Puis, sans un mot de plus, il relâche la pression, laisse glisser ses doigts contre ma joue, et replace une mèche de mes cheveux derrière mon oreille.

Le geste est simple, léger, presque anodin entre nous, et pourtant je sens mon ventre se tendre, quelque chose battre trop vite dans ma gorge.

Il me relâche, attrape son bol et me tend le mien. Alors je me concentre sur ce que j’ai entre les mains — les saveurs, les textures, la chaleur encore prise dans le riz, la fraîcheur du tzatziki, le croustillant du poulet — tout ce qui peut m’aider à rester ancrée, à ne pas me perdre trop tôt dans le désir qu’il a éveillé sans même le vouloir.

Nous mangeons sans nous presser, bercés par le silence complice qui suit les grandes randonnées, les longues journées partagées. Le film commence, les premières images s’animent sur l’écran posé devant nous, les voix familières des acteurs remplissent doucement la pièce. Je ris parfois, d’un rire étouffé dans ma cuillère, et je sens Zed sourire à côté de moi sans forcément regarder l’écran.

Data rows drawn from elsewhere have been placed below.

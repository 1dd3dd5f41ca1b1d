//! Accept loop and per-connection request handling.

use std::collections::BTreeMap;
use std::net::SocketAddr;
use std::sync::{Arc, PoisonError, RwLock};

use simplemx_core::{Dispatcher, MetadataRecord, PublishError, Publisher, StructuredName};
use tokio::net::{TcpListener, TcpStream};
use tokio::sync::{watch, Semaphore};
use tokio::task::JoinSet;
use tracing::{debug, error, info, warn};

use crate::connection::{Connection, ConnectionError};
use crate::protocol::{json_to_value, Request, Response};
use crate::stats::ListenerStats;

/// What the endpoint currently publishes: one metadata record per name.
#[derive(Debug, Default)]
pub struct Catalog {
    entries: RwLock<BTreeMap<StructuredName, MetadataRecord>>,
}

impl Catalog {
    pub fn new() -> Self {
        Self::default()
    }

    pub fn names(&self) -> Vec<StructuredName> {
        self.entries
            .read()
            .unwrap_or_else(PoisonError::into_inner)
            .keys()
            .cloned()
            .collect()
    }

    pub fn get(&self, name: &StructuredName) -> Option<MetadataRecord> {
        self.entries
            .read()
            .unwrap_or_else(PoisonError::into_inner)
            .get(name)
            .cloned()
    }

    pub fn len(&self) -> usize {
        self.entries
            .read()
            .unwrap_or_else(PoisonError::into_inner)
            .len()
    }

    pub fn is_empty(&self) -> bool {
        self.len() == 0
    }
}

impl Publisher for Catalog {
    fn publish(
        &self,
        name: &StructuredName,
        metadata: &MetadataRecord,
    ) -> Result<(), PublishError> {
        debug!(name = %name, "publishing");
        self.entries
            .write()
            .unwrap_or_else(PoisonError::into_inner)
            .insert(name.clone(), metadata.clone());
        Ok(())
    }

    fn retract(&self, name: &StructuredName) -> Result<(), PublishError> {
        debug!(name = %name, "retracting");
        self.entries
            .write()
            .unwrap_or_else(PoisonError::into_inner)
            .remove(name);
        Ok(())
    }
}

/// Shared state of one running endpoint.
pub(crate) struct Endpoint {
    pub(crate) dispatcher: Dispatcher,
    pub(crate) catalog: Arc<Catalog>,
    pub(crate) stats: Arc<ListenerStats>,
    pub(crate) max_message_size: usize,
    pub(crate) connections: Arc<Semaphore>,
}

impl Endpoint {
    /// Answer one request. Runs member code, so call it off the async
    /// workers.
    pub(crate) fn respond(&self, request: Request) -> Response {
        let outcome = match request {
            Request::List => {
                self.dispatcher.registry().prune();
                Ok(Response::Names {
                    names: self.catalog.names(),
                })
            }
            Request::Describe { name } => {
                self.dispatcher.registry().prune();
                match self.catalog.get(&name) {
                    Some(metadata) => Ok(Response::Metadata { metadata }),
                    None => Err(simplemx_core::Error::NotFound(name)),
                }
            }
            Request::Get { name, attribute } => self
                .dispatcher
                .get_attribute(&name, &attribute)
                .map(Response::value),
            Request::Set {
                name,
                attribute,
                value,
            } => self
                .dispatcher
                .set_attribute(&name, &attribute, json_to_value(value))
                .map(|()| Response::Ok),
            Request::Invoke {
                name,
                operation,
                args,
                signature,
            } => {
                let args = args.into_iter().map(json_to_value).collect();
                let result = match signature {
                    Some(signature) => {
                        self.dispatcher
                            .invoke_signature(&name, &operation, &signature, args)
                    }
                    None => self.dispatcher.invoke(&name, &operation, args),
                };
                result.map(Response::value)
            }
        };

        outcome.unwrap_or_else(|err| {
            debug!(error = %err, kind = err.kind(), "request failed");
            Response::from(&err)
        })
    }
}

/// Accept clients until `shutdown` flips, then close every open connection.
pub(crate) async fn serve(
    listener: TcpListener,
    endpoint: Arc<Endpoint>,
    mut shutdown: watch::Receiver<bool>,
) {
    let mut connections = JoinSet::new();

    loop {
        tokio::select! {
            result = listener.accept() => {
                match result {
                    Ok((stream, peer_addr)) => {
                        let permit = match endpoint.connections.clone().try_acquire_owned() {
                            Ok(permit) => permit,
                            Err(_) => {
                                warn!(%peer_addr, "connection limit reached, refusing client");
                                continue;
                            }
                        };
                        debug!(%peer_addr, "new connection");
                        endpoint.stats.record_connection();

                        let endpoint = endpoint.clone();
                        let shutdown = shutdown.clone();
                        connections.spawn(async move {
                            let result =
                                handle_connection(stream, peer_addr, endpoint, shutdown).await;
                            if let Err(e) = result {
                                warn!(%peer_addr, "connection error: {}", e);
                            }
                            drop(permit);
                        });
                    }
                    Err(e) => {
                        error!("accept error: {}", e);
                    }
                }
            }
            Some(_) = connections.join_next(), if !connections.is_empty() => {}
            _ = shutdown.changed() => {
                info!("management listener shutting down");
                break;
            }
        }
    }

    connections.shutdown().await;
}

async fn handle_connection(
    stream: TcpStream,
    peer_addr: SocketAddr,
    endpoint: Arc<Endpoint>,
    mut shutdown: watch::Receiver<bool>,
) -> Result<(), ConnectionError> {
    let mut conn = Connection::new(stream, endpoint.max_message_size);

    loop {
        let request = tokio::select! {
            result = conn.read_message::<Request>() => result,
            _ = shutdown.changed() => {
                debug!(%peer_addr, "closing connection for shutdown");
                return Ok(());
            }
        };

        let response = match request {
            Ok(Some(request)) => {
                debug!(%peer_addr, ?request, "request");
                let endpoint = endpoint.clone();
                match tokio::task::spawn_blocking(move || endpoint.respond(request)).await {
                    Ok(response) => response,
                    Err(e) => Response::error("internal", e.to_string()),
                }
            }
            Ok(None) => {
                debug!(%peer_addr, "connection closed");
                return Ok(());
            }
            Err(e) if e.is_recoverable() => Response::error("bad_request", e.to_string()),
            Err(e) => return Err(e),
        };

        endpoint.stats.record_request();
        conn.send_message(&response).await?;
    }
}

#[cfg(test)]
mod tests {
    use super::*;
    use serde_json::json;
    use simplemx_core::{Managed, Registry, Resource, Value, ValueType};
    use std::sync::atomic::{AtomicI64, Ordering};

    struct TestObject {
        foo: AtomicI64,
    }

    impl Managed for TestObject {
        fn resource() -> Resource<Self> {
            Resource::new("j256", "testObject")
                .getter("getFoo", ValueType::Integer, |t: &TestObject| {
                    Ok(Value::from(t.foo.load(Ordering::SeqCst)))
                })
                .setter("setFoo", ValueType::Integer, |t: &TestObject, v| {
                    t.foo.store(v.as_i64().unwrap_or_default(), Ordering::SeqCst);
                    Ok(())
                })
        }
    }

    fn endpoint() -> (Endpoint, Arc<Registry>) {
        let catalog = Arc::new(Catalog::new());
        let registry = Arc::new(Registry::with_publisher(catalog.clone()));
        let endpoint = Endpoint {
            dispatcher: Dispatcher::new(registry.clone()),
            catalog,
            stats: Arc::new(ListenerStats::new()),
            max_message_size: 4096,
            connections: Arc::new(Semaphore::new(1)),
        };
        (endpoint, registry)
    }

    #[test]
    fn catalog_follows_registry() {
        let (endpoint, registry) = endpoint();
        let obj = Arc::new(TestObject {
            foo: AtomicI64::new(1459243),
        });
        let name = registry.register(&obj).unwrap();
        assert_eq!(endpoint.catalog.names(), vec![name.clone()]);
        assert!(endpoint.catalog.get(&name).unwrap().attribute("foo").is_some());

        registry.unregister(&obj).unwrap();
        assert!(endpoint.catalog.is_empty());
    }

    #[test]
    fn respond_to_requests() {
        let (endpoint, registry) = endpoint();
        let obj = Arc::new(TestObject {
            foo: AtomicI64::new(1459243),
        });
        let name = registry.register(&obj).unwrap();

        assert_eq!(
            endpoint.respond(Request::Get {
                name: name.clone(),
                attribute: "foo".into(),
            }),
            Response::Value {
                value: json!(1459243)
            }
        );
        assert_eq!(
            endpoint.respond(Request::Set {
                name: name.clone(),
                attribute: "foo".into(),
                value: json!("12"),
            }),
            Response::Ok
        );
        assert_eq!(obj.foo.load(Ordering::SeqCst), 12);

        match endpoint.respond(Request::Invoke {
            name,
            operation: "missing".into(),
            args: Vec::new(),
            signature: None,
        }) {
            Response::Error { kind, .. } => assert_eq!(kind, "no_such_member"),
            other => panic!("unexpected response: {:?}", other),
        }
    }

    #[test]
    fn describe_unknown_is_not_found() {
        let (endpoint, _registry) = endpoint();
        let name: StructuredName = "j256:name=nobody".parse().unwrap();
        match endpoint.respond(Request::Describe { name }) {
            Response::Error { kind, .. } => assert_eq!(kind, "not_found"),
            other => panic!("unexpected response: {:?}", other),
        }
    }

    #[test]
    fn dropped_objects_leave_list_and_describe() {
        let (endpoint, registry) = endpoint();
        let obj = Arc::new(TestObject {
            foo: AtomicI64::new(1459243),
        });
        let name = registry.register(&obj).unwrap();
        drop(obj);

        assert_eq!(
            endpoint.respond(Request::List),
            Response::Names { names: Vec::new() }
        );
        match endpoint.respond(Request::Describe { name }) {
            Response::Error { kind, .. } => assert_eq!(kind, "not_found"),
            other => panic!("unexpected response: {:?}", other),
        }
        assert!(endpoint.catalog.is_empty());
    }
}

Les bols vides finissent sur la table basse, les verres à moitié pleins, abandonnés comme on s’abandonne à la douceur du soir. Je me laisse glisser contre lui, la tête nichée sur son torse. Il ne dit rien, mais je le sens se réajuster pour m’accueillir, poser un bras le long de mon dos, comme s’il m’enveloppait sans m’enfermer.

La lumière du film projette des reflets mouvants sur nos peaux. Je respire son odeur, encore chargée de soleil et de savon, et quelque chose en moi se relâche, une tension que je n’avais pas conscience de porter.

Sans réfléchir, je fais courir le bout de mes doigts sur son avant-bras, des gestes doux, presque absents, comme s’ils cherchaient une musique à suivre. Il ne bouge pas, mais ses muscles frémissent sous ma paume. Alors je continue, laissant mes doigts tracer des arabesques sur ses côtes et ses pectoraux.

Ses doigts viennent à leur tour effleurer mes reins, un geste à peine perceptible, désinvolte en apparence, mais la chaleur qui l’accompagne me fait frissonner. Je sens mon ventre se tendre, mon souffle se suspendre, comme si tout mon corps trépignait d’impatience.

Je relève les yeux vers lui et nos regards se croisent dans une lumière vacillante — celle de l’écran, celle du désir. Dans ces yeux, je vois l’étincelle d’un feu prêt à prendre, quelque chose entre la tendresse, l’envie et cette forme de gravité qu’il a parfois, quand il ôte son masque apathique.